Items from a dataset:
===============
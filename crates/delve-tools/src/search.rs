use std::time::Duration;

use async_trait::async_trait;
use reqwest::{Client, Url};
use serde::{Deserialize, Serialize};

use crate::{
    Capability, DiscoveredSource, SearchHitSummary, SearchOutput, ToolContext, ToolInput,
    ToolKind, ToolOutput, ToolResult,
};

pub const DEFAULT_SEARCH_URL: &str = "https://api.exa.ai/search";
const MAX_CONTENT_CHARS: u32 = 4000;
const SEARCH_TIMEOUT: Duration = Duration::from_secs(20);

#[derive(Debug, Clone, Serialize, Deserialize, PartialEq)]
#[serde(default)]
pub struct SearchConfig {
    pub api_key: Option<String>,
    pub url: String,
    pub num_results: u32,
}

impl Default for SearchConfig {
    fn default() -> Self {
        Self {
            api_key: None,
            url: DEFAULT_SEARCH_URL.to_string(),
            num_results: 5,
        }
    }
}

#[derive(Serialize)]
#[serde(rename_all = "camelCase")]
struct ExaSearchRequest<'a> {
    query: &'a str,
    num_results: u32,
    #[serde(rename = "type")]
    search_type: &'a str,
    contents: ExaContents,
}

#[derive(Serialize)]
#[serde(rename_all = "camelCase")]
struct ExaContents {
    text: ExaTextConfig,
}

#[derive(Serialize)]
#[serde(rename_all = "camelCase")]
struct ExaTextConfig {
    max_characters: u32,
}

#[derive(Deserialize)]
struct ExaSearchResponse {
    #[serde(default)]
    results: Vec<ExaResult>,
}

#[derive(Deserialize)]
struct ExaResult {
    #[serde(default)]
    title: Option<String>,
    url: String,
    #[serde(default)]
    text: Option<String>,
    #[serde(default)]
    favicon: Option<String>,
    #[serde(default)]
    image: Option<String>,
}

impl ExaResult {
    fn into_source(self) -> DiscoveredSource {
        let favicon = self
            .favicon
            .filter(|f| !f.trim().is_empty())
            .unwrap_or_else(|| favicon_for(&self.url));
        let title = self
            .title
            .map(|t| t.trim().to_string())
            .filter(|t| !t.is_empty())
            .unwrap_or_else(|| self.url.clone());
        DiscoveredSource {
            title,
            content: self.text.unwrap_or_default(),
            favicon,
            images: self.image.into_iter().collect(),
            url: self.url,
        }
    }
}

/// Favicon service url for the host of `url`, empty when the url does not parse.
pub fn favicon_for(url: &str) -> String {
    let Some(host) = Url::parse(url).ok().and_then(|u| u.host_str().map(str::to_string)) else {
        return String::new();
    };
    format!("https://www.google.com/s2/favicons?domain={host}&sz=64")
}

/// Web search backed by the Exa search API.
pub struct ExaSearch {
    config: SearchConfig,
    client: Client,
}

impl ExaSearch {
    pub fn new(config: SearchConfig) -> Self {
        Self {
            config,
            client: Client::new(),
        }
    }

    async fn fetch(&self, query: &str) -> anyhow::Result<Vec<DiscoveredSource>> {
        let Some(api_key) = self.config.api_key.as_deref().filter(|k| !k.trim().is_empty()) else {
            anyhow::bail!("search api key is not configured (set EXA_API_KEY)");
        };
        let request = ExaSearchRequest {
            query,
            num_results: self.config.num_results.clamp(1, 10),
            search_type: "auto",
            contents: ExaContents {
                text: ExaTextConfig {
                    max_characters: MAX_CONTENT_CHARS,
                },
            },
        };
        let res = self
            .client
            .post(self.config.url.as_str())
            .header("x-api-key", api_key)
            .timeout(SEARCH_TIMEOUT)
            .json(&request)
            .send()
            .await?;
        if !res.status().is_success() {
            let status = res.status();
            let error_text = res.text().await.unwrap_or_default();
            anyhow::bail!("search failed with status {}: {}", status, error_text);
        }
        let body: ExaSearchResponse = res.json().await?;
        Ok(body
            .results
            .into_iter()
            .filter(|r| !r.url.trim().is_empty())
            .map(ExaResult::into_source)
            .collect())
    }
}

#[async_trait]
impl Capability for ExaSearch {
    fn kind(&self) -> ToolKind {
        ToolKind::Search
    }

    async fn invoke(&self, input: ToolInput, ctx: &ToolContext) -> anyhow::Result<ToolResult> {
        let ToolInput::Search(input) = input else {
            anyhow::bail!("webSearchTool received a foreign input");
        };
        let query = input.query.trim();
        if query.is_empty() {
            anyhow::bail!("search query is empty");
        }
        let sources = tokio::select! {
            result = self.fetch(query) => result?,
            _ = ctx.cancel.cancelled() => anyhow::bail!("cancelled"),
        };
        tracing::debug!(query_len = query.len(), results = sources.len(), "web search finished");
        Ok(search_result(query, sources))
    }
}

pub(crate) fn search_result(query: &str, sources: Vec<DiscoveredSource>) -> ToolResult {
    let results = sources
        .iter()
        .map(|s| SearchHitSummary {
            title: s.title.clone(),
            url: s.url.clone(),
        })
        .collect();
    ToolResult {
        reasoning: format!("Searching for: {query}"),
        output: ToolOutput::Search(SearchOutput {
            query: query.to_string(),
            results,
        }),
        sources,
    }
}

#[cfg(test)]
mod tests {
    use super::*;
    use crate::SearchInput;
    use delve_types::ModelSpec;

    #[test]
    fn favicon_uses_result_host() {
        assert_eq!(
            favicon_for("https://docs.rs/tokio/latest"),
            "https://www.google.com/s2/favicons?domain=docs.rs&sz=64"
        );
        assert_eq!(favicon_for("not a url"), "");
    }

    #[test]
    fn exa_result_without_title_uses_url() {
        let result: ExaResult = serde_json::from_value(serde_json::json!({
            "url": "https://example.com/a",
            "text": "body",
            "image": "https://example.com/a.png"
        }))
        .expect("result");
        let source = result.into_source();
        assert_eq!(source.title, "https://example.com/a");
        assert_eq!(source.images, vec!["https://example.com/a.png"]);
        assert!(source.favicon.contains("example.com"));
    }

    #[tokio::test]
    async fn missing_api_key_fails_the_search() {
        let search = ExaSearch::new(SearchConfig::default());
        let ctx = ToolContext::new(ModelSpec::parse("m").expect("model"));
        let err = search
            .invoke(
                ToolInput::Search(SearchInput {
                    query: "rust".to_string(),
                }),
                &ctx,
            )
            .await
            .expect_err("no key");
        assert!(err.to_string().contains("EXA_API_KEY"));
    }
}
===============
Goal of the exercise:
Please show each line in the records above that contains "ModelSpec".

Response below:
    use delve_types::ModelSpec;
        let ctx = ToolContext::new(ModelSpec::parse("m").expect("model"));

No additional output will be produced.